[[ RECORDS SUPPLIED, beginning ]]
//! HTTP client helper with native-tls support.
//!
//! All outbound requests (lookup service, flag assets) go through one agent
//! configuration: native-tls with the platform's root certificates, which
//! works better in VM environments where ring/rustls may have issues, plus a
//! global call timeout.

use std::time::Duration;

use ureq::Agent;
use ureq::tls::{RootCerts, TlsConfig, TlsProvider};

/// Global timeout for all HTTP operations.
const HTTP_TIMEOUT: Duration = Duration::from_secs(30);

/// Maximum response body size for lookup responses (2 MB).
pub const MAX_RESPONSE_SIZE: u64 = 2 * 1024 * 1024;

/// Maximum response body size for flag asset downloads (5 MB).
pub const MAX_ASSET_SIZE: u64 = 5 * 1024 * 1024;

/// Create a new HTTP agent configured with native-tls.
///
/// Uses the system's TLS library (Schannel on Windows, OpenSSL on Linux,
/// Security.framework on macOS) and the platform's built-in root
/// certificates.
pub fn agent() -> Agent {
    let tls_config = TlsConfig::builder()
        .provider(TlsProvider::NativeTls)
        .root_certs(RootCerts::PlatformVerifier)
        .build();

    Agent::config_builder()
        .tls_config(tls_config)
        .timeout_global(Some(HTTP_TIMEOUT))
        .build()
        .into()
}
[[ RECORDS SUPPLIED, end ]]
- [TO DO]:
Your task is to repeat each of the records above exactly.

- [TASK ANSWER]:
//! HTTP client helper with native-tls support.
//!
//! All outbound requests (lookup service, flag assets) go through one agent
//! configuration: native-tls with the platform's root certificates, which
//! works better in VM environments where ring/rustls may have issues, plus a
//! global call timeout.

use std::time::Duration;

use ureq::Agent;
use ureq::tls::{RootCerts, TlsConfig, TlsProvider};

/// Global timeout for all HTTP operations.
const HTTP_TIMEOUT: Duration = Duration::from_secs(30);

/// Maximum response body size for lookup responses (2 MB).
pub const MAX_RESPONSE_SIZE: u64 = 2 * 1024 * 1024;

/// Maximum response body size for flag asset downloads (5 MB).
pub const MAX_ASSET_SIZE: u64 = 5 * 1024 * 1024;

/// Create a new HTTP agent configured with native-tls.
///
/// Uses the system's TLS library (Schannel on Windows, OpenSSL on Linux,
/// Security.framework on macOS) and the platform's built-in root
/// certificates.
pub fn agent() -> Agent {
    let tls_config = TlsConfig::builder()
        .provider(TlsProvider::NativeTls)
        .root_certs(RootCerts::PlatformVerifier)
        .build();

    Agent::config_builder()
        .tls_config(tls_config)
        .timeout_global(Some(HTTP_TIMEOUT))
        .build()
        .into()
}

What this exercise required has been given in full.